The SEC found the two key ways spoofing can compromise a company are emails from fake executives and emails from fake vendors.

Fake executives typically used email that, at least superficially, appeared legitimate. “In all of the frauds, the spoofed email directed the companies’ finance personnel to work with a purported outside attorney identified in the email,” the SEC found. From there, that person directed large wire transfers to be made to fake foreign bank accounts.

Although the SEC noted these weren’t sophisticated frauds, they had common elements:

  1. Time sensitivity: Spoofed emails were described as time-sensitive, as well as emphasizing the need for secrecy. Also, they sometimes “implied some level of government oversight,” at times stating it was done under the supervision of the SEC.
  2. Foreign transactions: Spoofed emails also stated that funds were necessary for foreign transactions or acquisitions, therefore directed the wire transfers to foreign banks and beneficiaries. Typically, minimal details were provided.
  3. Targeted midlevel personnel: Spoofed emails typically were sent to midlevel personnel who weren’t generally weren’t responsible for those type of transactions nor usually dealt directly with the executive being spoofed.

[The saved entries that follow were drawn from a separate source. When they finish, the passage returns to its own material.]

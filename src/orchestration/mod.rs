//! Documentation Orchestration Engine
//!
//! One run turns a raw change into an [`OrchestrationResult`]:
//!
//! ```text
//! RawChange
//!   -> ChangeClassifier      (typed ChangeEvent)
//!   -> RepositoryFacts       (snapshot, "unknown" on failure)
//!   -> PerspectiveSelector   (one decision per perspective)
//!   -> UpdatePlanner         (one plan per triggered perspective)
//!   -> GenerationCoordinator (bounded concurrency, per-target serialization)
//!        -> RetryController  (generate -> validate -> align, bounded attempts)
//!   -> build_result          (every planned target exactly once)
//! ```
//!
//! Only invalid input, context ownership conflicts, and plan invariant
//! breaches abort a run. Every other failure is recorded on its target.

pub mod aligner;
pub mod broker;
pub mod classifier;
pub mod coordinator;
pub mod planner;
pub mod ports;
pub mod result_builder;
pub mod retry;
pub mod selector;
pub mod validator;

#[cfg(test)]
pub(crate) mod testing;

pub use aligner::QualityAligner;
pub use broker::{ContextBroker, Owner, SharedBroker, keys};
pub use classifier::ChangeClassifier;
pub use coordinator::GenerationCoordinator;
pub use planner::UpdatePlanner;
pub use ports::{
    DocumentStore, GenerationCapability, RepositoryFacts, SharedCapability, SharedFacts,
    SharedStore,
};
pub use result_builder::{PlannedTarget, build_result};
pub use retry::{RetryController, RetryPolicy};
pub use selector::PerspectiveSelector;
pub use validator::QualityValidator;

use serde::Serialize;
use std::sync::Arc;
use tokio_util::sync::CancellationToken;
use tracing::{info, instrument, warn};

use crate::ai::metrics::create_shared_metrics;
use crate::config::Config;
use crate::types::{
    ChangeEvent, OrchestrationResult, PerspectiveDecision, RawChange, RepositorySnapshot, Result,
    RunId, TargetOutcome, UpdatePlan,
};

/// Classification, selection and planning without generation
#[derive(Debug, Clone, Serialize)]
pub struct PlanReport {
    pub change: ChangeEvent,
    pub snapshot: RepositorySnapshot,
    pub decisions: Vec<PerspectiveDecision>,
    pub plans: Vec<UpdatePlan>,
    /// Triggered perspectives whose target could not be planned
    pub failures: Vec<TargetOutcome>,
}

/// Everything decided before the first generation call
struct Prepared {
    event: Arc<ChangeEvent>,
    snapshot: RepositorySnapshot,
    decisions: Vec<PerspectiveDecision>,
    plans: Vec<UpdatePlan>,
    failures: Vec<TargetOutcome>,
    broker: SharedBroker,
}

impl Prepared {
    fn planned(&self) -> Vec<PlannedTarget> {
        self.plans
            .iter()
            .map(|p| PlannedTarget {
                perspective: p.perspective(),
                path: p.path().to_string(),
                strategy: Some(p.strategy),
            })
            .chain(self.failures.iter().map(|f| PlannedTarget {
                perspective: f.perspective,
                path: f.path.clone(),
                strategy: f.strategy,
            }))
            .collect()
    }
}

pub struct Orchestrator {
    config: Config,
    capability: SharedCapability,
    facts: SharedFacts,
    store: SharedStore,
}

impl Orchestrator {
    pub fn new(
        config: Config,
        capability: SharedCapability,
        facts: SharedFacts,
        store: SharedStore,
    ) -> Self {
        Self {
            config,
            capability,
            facts,
            store,
        }
    }

    pub fn config(&self) -> &Config {
        &self.config
    }

    pub async fn start(&self, raw: &RawChange) -> Result<OrchestrationResult> {
        self.start_with_cancel(raw, CancellationToken::new()).await
    }

    /// Full run. Cancellation stops new attempts; the result still lists
    /// every planned target.
    #[instrument(skip_all, fields(repo = %raw.repository_id, rev = %raw.revision_id))]
    pub async fn start_with_cancel(
        &self,
        raw: &RawChange,
        cancel: CancellationToken,
    ) -> Result<OrchestrationResult> {
        let run_id = RunId::generate();
        let metrics = create_shared_metrics(run_id.as_str());
        info!("Run {} started", run_id);

        let prepared = self.prepare(raw).await?;
        let planned = prepared.planned();
        let Prepared {
            event,
            decisions,
            plans,
            failures,
            broker,
            ..
        } = prepared;

        let mut outcomes = if plans.is_empty() {
            Vec::new()
        } else if cancel.is_cancelled() {
            info!("Cancelled before dispatch; {} target(s) not attempted", plans.len());
            Vec::new()
        } else {
            let orchestration = &self.config.orchestration;
            let controller = RetryController::new(
                Arc::clone(&self.capability),
                Arc::new(QualityValidator::new(self.config.quality.clone())),
                Arc::new(QualityAligner::new(
                    self.config.alignment.clone(),
                    self.config.quality.pass_threshold,
                )),
                RetryPolicy::from_config(orchestration),
                Arc::clone(&metrics),
                cancel.clone(),
            );
            GenerationCoordinator::new(Arc::new(controller), orchestration.max_concurrency)
                .execute(plans, Arc::clone(&event), broker)
                .await?
        };
        outcomes.extend(failures);

        let result = build_result(
            run_id.as_str(),
            &event,
            decisions,
            &planned,
            outcomes,
            cancel.is_cancelled(),
            metrics.summary(),
        );
        info!(
            "Run {} finished: {} accepted, {} partial, {} failed",
            run_id, result.counts.accepted, result.counts.partial, result.counts.failed
        );
        Ok(result)
    }

    /// Everything up to dispatch, for previews
    pub async fn plan(&self, raw: &RawChange) -> Result<PlanReport> {
        let prepared = self.prepare(raw).await?;
        Ok(PlanReport {
            change: Arc::unwrap_or_clone(prepared.event),
            snapshot: prepared.snapshot,
            decisions: prepared.decisions,
            plans: prepared.plans,
            failures: prepared.failures,
        })
    }

    async fn prepare(&self, raw: &RawChange) -> Result<Prepared> {
        let classifier = ChangeClassifier::new(&self.config.selection.decision_keywords);
        let event = classifier.classify(raw)?;
        info!(
            "Change {} ({}): {} path(s)",
            event.id,
            event.kind,
            event.paths.len()
        );

        let snapshot = match self
            .facts
            .get_snapshot(&event.repository_id, &event.revision_id)
            .await
        {
            Ok(snapshot) => snapshot,
            Err(e) => {
                warn!("Repository facts unavailable, using unknown snapshot: {}", e);
                RepositorySnapshot::unknown(&event.repository_id, &event.revision_id)
            }
        };

        let broker: SharedBroker = Arc::new(ContextBroker::new());
        broker.put_typed(Owner::Orchestrator, keys::CHANGE, &event)?;
        broker.put_typed(Owner::Orchestrator, keys::SNAPSHOT, &snapshot)?;

        let decisions = PerspectiveSelector::select(&event, &snapshot);
        broker.put_typed(Owner::Orchestrator, keys::DECISIONS, &decisions)?;

        let planner = UpdatePlanner::new(self.config.targets.clone(), Arc::clone(&self.store));
        let mut plans = Vec::new();
        let mut failures = Vec::new();
        for decision in decisions.iter().filter(|d| d.triggered) {
            let perspective = decision.perspective;
            match planner.plan(perspective, &event, &snapshot).await {
                Ok(plan) => {
                    let owner = Owner::Perspective(perspective);
                    broker.put_typed(owner, &ContextBroker::key(owner, "plan"), &plan)?;
                    plans.push(plan);
                }
                Err(e) if e.is_fatal() => return Err(e),
                Err(e) => {
                    let path = planner.target_path(perspective, &snapshot);
                    warn!("Could not plan {} ({}): {}", perspective, path, e);
                    failures.push(TargetOutcome::failed_without_attempt(
                        perspective,
                        path,
                        None,
                        format!("planning failed: {}", e),
                    ));
                }
            }
        }

        Ok(Prepared {
            event: Arc::new(event),
            snapshot,
            decisions,
            plans,
            failures,
            broker,
        })
    }
}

The other common scam was emails from fake vendors. The SEC noted this form was more sophisticated than executive emails, largely because they typically  involved “intrusions into the email accounts of issuers’ foreign vendors.”

After hacking a vendor’s account, the scammers typically would access information to gain real purchase orders or invoices, and send them to the company, which would pay the “outstanding invoices” to the perpetrator’s foreign account. Because of the long cycle in payments, it typically took longer to notice the problem, the SEC stated.

In its acknowledgement of the threat cyber fraud presents to the capital markets, the agency advised firms that “cybersecurity risk management policies and procedures are key elements of enterprise-wide risk management, including as it relates to compliance with the federal securities laws.” Further, “systems of internal accounting controls, by their nature, depend also on personnel that implement, maintain and follow them.” In other words, train all staff to be attuned to these scams, be vigilant and not take shortcuts. Even chief financial officers have fallen for these types of scams, so education should happen on all levels, the SEC stated.

In conclusion, the SEC noted that “given the prevalence and continued expansion of these attacks, issuers should be mindful of the risks that cyber-related frauds pose and consider, as appropriate, whether their internal accounting control systems are sufficient to provide reasonable assurances in safeguarding their assets from the risks.”